Dataset entries

= = = =

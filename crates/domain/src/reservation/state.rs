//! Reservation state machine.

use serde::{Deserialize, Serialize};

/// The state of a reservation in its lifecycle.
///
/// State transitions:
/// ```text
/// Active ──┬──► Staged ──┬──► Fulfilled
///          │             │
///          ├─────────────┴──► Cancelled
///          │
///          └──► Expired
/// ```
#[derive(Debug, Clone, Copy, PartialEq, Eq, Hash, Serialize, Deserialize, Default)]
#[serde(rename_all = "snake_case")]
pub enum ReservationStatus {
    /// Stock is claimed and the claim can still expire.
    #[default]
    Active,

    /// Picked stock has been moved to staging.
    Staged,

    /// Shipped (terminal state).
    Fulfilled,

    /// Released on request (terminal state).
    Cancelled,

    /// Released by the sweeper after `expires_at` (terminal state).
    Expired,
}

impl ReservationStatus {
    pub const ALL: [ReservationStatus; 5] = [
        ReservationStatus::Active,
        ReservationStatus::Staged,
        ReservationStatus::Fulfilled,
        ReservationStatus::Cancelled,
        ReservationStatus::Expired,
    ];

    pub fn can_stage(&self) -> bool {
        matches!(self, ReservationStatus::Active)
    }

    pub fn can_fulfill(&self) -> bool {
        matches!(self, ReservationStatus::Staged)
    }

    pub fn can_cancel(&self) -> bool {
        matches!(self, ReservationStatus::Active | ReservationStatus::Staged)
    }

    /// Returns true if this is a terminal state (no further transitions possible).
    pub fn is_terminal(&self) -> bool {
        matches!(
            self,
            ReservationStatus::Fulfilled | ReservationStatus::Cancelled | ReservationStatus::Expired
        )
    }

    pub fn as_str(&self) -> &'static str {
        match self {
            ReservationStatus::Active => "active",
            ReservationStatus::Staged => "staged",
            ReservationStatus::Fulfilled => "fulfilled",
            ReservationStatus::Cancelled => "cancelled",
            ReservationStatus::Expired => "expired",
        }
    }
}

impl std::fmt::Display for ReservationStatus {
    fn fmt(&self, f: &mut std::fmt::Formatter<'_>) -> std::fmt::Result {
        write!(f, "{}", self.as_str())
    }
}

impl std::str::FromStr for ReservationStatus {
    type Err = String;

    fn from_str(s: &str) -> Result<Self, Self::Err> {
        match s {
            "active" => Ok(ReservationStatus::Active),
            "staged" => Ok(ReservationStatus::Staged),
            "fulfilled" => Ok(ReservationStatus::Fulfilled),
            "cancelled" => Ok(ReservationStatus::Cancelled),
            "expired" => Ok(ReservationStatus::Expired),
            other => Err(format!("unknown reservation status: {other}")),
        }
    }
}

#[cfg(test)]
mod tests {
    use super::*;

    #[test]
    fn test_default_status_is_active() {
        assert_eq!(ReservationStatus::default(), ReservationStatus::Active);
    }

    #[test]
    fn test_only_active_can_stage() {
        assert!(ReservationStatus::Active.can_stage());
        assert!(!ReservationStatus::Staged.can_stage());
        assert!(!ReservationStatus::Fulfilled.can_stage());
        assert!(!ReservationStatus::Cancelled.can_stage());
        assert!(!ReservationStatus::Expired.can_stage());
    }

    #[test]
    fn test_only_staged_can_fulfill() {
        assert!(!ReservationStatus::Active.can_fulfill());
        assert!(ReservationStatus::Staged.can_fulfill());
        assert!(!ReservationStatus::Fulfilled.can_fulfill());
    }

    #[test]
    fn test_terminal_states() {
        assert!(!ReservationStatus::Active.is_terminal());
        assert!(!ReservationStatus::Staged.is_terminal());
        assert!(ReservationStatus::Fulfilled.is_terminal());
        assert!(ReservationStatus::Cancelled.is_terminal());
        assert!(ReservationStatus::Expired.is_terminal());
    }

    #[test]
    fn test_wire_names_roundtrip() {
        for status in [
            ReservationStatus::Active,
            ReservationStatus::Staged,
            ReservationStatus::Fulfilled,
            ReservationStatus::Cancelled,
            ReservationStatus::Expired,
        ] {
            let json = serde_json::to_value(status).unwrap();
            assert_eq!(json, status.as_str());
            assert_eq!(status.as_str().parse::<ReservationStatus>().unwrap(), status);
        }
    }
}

= = = =

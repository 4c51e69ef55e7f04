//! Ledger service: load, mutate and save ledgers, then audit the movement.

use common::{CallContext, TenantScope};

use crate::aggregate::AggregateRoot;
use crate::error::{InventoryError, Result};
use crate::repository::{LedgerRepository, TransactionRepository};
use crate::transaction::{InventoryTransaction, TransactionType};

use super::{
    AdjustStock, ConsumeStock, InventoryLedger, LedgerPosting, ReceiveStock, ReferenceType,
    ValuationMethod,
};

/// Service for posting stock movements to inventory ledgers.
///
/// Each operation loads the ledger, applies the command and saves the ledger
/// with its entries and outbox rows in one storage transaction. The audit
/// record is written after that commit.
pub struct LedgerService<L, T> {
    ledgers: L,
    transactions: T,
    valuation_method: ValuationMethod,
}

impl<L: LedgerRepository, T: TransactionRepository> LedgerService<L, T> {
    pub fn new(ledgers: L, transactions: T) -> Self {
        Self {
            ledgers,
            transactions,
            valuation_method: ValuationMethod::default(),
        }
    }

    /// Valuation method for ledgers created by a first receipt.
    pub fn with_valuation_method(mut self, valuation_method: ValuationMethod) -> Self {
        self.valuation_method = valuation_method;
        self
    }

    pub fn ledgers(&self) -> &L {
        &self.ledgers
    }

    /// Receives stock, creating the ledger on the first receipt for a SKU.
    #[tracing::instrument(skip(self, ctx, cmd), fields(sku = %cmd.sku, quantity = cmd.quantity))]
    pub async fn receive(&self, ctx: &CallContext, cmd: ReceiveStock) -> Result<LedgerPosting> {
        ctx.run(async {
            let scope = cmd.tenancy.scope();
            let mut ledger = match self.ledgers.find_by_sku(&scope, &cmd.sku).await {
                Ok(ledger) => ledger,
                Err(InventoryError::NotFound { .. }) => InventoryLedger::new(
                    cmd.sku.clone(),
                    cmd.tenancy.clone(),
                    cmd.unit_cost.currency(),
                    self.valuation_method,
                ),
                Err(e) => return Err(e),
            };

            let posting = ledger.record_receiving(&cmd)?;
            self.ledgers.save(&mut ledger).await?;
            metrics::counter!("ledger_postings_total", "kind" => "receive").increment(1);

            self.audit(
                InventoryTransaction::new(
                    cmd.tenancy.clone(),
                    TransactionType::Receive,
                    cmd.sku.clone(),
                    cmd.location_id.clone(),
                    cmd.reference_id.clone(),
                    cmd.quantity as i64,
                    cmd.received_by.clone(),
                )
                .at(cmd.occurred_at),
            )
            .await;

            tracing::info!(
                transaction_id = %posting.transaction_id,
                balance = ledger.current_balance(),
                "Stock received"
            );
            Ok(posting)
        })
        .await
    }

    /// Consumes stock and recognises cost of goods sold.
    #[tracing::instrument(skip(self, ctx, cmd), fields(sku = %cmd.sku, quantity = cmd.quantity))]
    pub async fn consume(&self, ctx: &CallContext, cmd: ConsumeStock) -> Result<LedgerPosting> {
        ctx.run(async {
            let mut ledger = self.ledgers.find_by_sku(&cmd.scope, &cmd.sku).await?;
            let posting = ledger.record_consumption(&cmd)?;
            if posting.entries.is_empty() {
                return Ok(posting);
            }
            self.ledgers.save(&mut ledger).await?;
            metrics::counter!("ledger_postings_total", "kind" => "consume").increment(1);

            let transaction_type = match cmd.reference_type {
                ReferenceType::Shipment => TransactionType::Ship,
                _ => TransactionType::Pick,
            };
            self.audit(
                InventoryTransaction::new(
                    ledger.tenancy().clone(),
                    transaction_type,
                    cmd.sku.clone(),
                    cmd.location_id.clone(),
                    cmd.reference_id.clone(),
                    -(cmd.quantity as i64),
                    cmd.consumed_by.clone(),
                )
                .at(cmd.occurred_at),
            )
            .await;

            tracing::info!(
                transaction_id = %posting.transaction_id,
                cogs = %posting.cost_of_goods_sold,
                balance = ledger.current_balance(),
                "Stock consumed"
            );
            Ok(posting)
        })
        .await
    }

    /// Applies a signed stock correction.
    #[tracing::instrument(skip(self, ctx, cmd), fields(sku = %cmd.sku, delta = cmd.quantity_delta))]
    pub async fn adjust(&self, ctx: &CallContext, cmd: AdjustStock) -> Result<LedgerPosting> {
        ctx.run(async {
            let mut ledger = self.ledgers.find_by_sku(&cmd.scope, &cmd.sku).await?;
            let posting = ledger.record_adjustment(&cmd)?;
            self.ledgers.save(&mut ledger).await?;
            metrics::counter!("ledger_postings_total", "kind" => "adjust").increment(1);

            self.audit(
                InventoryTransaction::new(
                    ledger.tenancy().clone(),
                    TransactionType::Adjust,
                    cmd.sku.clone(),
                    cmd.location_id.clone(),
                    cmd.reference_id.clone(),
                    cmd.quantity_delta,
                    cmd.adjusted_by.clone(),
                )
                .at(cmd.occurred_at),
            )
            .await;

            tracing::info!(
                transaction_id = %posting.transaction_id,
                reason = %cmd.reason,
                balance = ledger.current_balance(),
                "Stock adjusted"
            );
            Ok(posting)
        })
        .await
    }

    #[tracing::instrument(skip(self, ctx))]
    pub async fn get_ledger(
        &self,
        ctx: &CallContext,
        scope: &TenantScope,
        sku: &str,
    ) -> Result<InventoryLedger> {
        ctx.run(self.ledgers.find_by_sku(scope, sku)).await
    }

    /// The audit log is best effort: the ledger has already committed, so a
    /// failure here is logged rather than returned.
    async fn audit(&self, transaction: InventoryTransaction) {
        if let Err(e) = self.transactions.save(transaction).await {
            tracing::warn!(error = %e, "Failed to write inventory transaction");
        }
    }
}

= = = =

> [WHAT IS EXPECTED]:
Search the records for the word "ConsumeStock", then list every line that has it.

> [FINAL ANSWER]:
    AdjustStock, ConsumeStock, InventoryLedger, LedgerPosting, ReceiveStock, ReferenceType,
    pub async fn consume(&self, ctx: &CallContext, cmd: ConsumeStock) -> Result<LedgerPosting> {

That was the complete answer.